Un poco más atrás de ellos iba un chico de pelo negro y ojos verdes esmeralda. Este chico, al contrario del rubio, solía recibir miradas de alabanza o incluso envidia porque era nada más y nada menos que el hijo de Harry Potter, el mago de la actualidad más famoso y además era una copia exacta de él, si los anteojos claro. Dicho chico en su expresión mostraba una sonrisa entre divertida y molesta, una extraña combinación porque no podía decidir si estar feliz o enojado.
—¿De verdad van a pasar todos los días así? —preguntó el chico pelinegro decidiéndose estar molesto por el momento.
—No veo la razón por la que te molesta —le respondió la chica pelirroja. Albus abrió los ojos completamente estupefacto.
—¿No ves la razón? ¡Mi mejor amigo está saliendo con mi prima qué es mi mejor amiga también! —les exclamó. La pareja rodó los ojos.
—¿Y eso qué tiene de malo? —preguntó Scorpius. Fue turno de Albus de rodar los ojos.
—No dije que fuera malo pero es terriblemente incómodo —respondió el pelinegro. La pelirroja decidió divertirse un poco.
—¿Por qué no le pides consejo a tío Harry?, después de todo sus mejores amigos se casaron.
—Pero empezaron a salir DESPUÉS de la guerra, Rose —exclamó Albus.
—No —dijo tajantemente Rose, tomó un suspiro y dibujó una sonrisa —, fue DURANTE la guerra —dijo.
—¡Como sea!
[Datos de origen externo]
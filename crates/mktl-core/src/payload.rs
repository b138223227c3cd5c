use serde::{Deserialize, Serialize};

use crate::value::{BulkDescriptor, Value};

fn is_false(b: &bool) -> bool {
    !b
}

/// The `{type, text, debug}` shape an exception is flattened into before it
/// crosses the wire as a REP payload. `debug` is an optional traceback-style
/// string; callers should never depend on its contents, only log it.
#[derive(Debug, Clone, PartialEq, Serialize, Deserialize)]
pub struct PayloadError {
    #[serde(rename = "type")]
    pub kind: String,
    pub text: String,
    #[serde(skip_serializing_if = "Option::is_none")]
    pub debug: Option<String>,
}

impl PayloadError {
    pub fn new(kind: impl Into<String>, text: impl Into<String>) -> Self {
        Self {
            kind: kind.into(),
            text: text.into(),
            debug: None,
        }
    }

    pub fn with_debug(mut self, debug: impl Into<String>) -> Self {
        self.debug = Some(debug.into());
        self
    }
}

/// The `data` carried by a GET/SET/HASH/CONFIG/REP/PUB message.
///
/// `time` is a wire-reserved field: it is stamped by whoever produces the
/// payload and is intentionally excluded from payload equality comparisons
/// used to decide whether a publish is a no-op (see [`Payload::same_value`]).
#[derive(Debug, Clone, PartialEq, Serialize, Deserialize)]
pub struct Payload {
    pub value: Value,
    pub time: f64,
    #[serde(default, skip_serializing_if = "is_false")]
    pub refresh: bool,
    #[serde(default, skip_serializing_if = "Option::is_none")]
    pub bulk: Option<BulkDescriptor>,
    #[serde(default, skip_serializing_if = "Option::is_none")]
    pub error: Option<PayloadError>,
}

impl Payload {
    pub fn new(value: impl Into<Value>, time: f64) -> Self {
        Self {
            value: value.into(),
            time,
            refresh: false,
            bulk: None,
            error: None,
        }
    }

    /// A GET request payload asking the daemon to bypass its cache and
    /// re-read the value before replying.
    pub fn refresh_request(time: f64) -> Self {
        Self {
            value: Value::Null,
            time,
            refresh: true,
            bulk: None,
            error: None,
        }
    }

    pub fn bulk(descriptor: BulkDescriptor, time: f64) -> Self {
        Self {
            value: Value::Null,
            time,
            refresh: false,
            bulk: Some(descriptor),
            error: None,
        }
    }

    pub fn error(err: PayloadError, time: f64) -> Self {
        Self {
            value: Value::Null,
            time,
            refresh: false,
            bulk: None,
            error: Some(err),
        }
    }

    pub fn is_error(&self) -> bool {
        self.error.is_some()
    }

    pub fn is_bulk(&self) -> bool {
        self.bulk.is_some()
    }

    /// Value equality ignoring the `time` stamp, used by `Item::publish` to
    /// decide whether a new reading actually changed anything. Bulk payloads
    /// are compared by their companion bytes, passed in separately since they
    /// never live inside the JSON payload itself.
    pub fn same_value(&self, other: &Payload) -> bool {
        self.value == other.value && self.bulk == other.bulk && self.error == other.error
    }
}

#[cfg(test)]
mod tests {
    use super::*;

    #[test]
    fn payload_roundtrips_through_json() {
        let p = Payload::new(Value::Int(42), 100.5);
        let raw = serde_json::to_string(&p).unwrap();
        let back: Payload = serde_json::from_str(&raw).unwrap();
        assert_eq!(p, back);
    }

    #[test]
    fn same_value_ignores_time() {
        let a = Payload::new(Value::Int(1), 10.0);
        let b = Payload::new(Value::Int(1), 20.0);
        assert!(a.same_value(&b));

        let c = Payload::new(Value::Int(2), 10.0);
        assert!(!a.same_value(&c));
    }

    #[test]
    fn error_payload_roundtrips() {
        let p = Payload::error(PayloadError::new("ValueError", "bad thing"), 1.0);
        let raw = serde_json::to_string(&p).unwrap();
        let back: Payload = serde_json::from_str(&raw).unwrap();
        assert!(back.is_error());
        assert_eq!(back.error.unwrap().text, "bad thing");
    }
}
Mi papá no tenía tiempo para sentirse incómodo.
—Pues encuentra algo más en qué ocupar tu tiempo —le informó Rose con la misma sonrisa, claramente divertida.
—Me gusta caminar con mis amigos —le rebatió Albus.
—¿Por qué no consigues también una novia, Albus? —preguntó Scorpius cometiendo el error de meterse en la discusión de los primos.
—¡Callate, Scorpius! —exclamaron al unísono.
El rubio encogió los hombros nada ofendido por ser mandado a callar, después de todo fue su error entrometerse cuando después de tres años con ese par ya debía saber que sus discusiones no hacían caso a nadie.
El par siguió durante varias horas e incluso fueron regañados durante clase de Encantamientos pero no pararon. Al final terminaron en empate cerca de la hora de cenar para alegría del rubio que lo último que quería era que discutieran de mesa a mesa a gritos, como en más de una ocasión habían hecho, porque Albus también estaba con las serpientes.
La situación durante los meses siguientes no mejoró para Albus y, durante vacaciones, decidió hablar con su padre para que lo ayudara. Sorpresa para él cuando descubrió que también había sido incómodo para él desde tercer año y recordándole que en sus años fue peor porque no empezaron a salir hasta después de cuatro años. Harry le instó a imaginarse cómo hubiera sido si Scorpius y Rose hubieran estado igual y Albus sólo pudo estremecerse ante la perspectiva.
Al final, cuando Rose presentó a su novio en la familia resultó que todos ya se imaginaban que terminarían juntos excepto Ron, que casi le da un infarto cuando descubrió a su hija besarse con un Malfoy.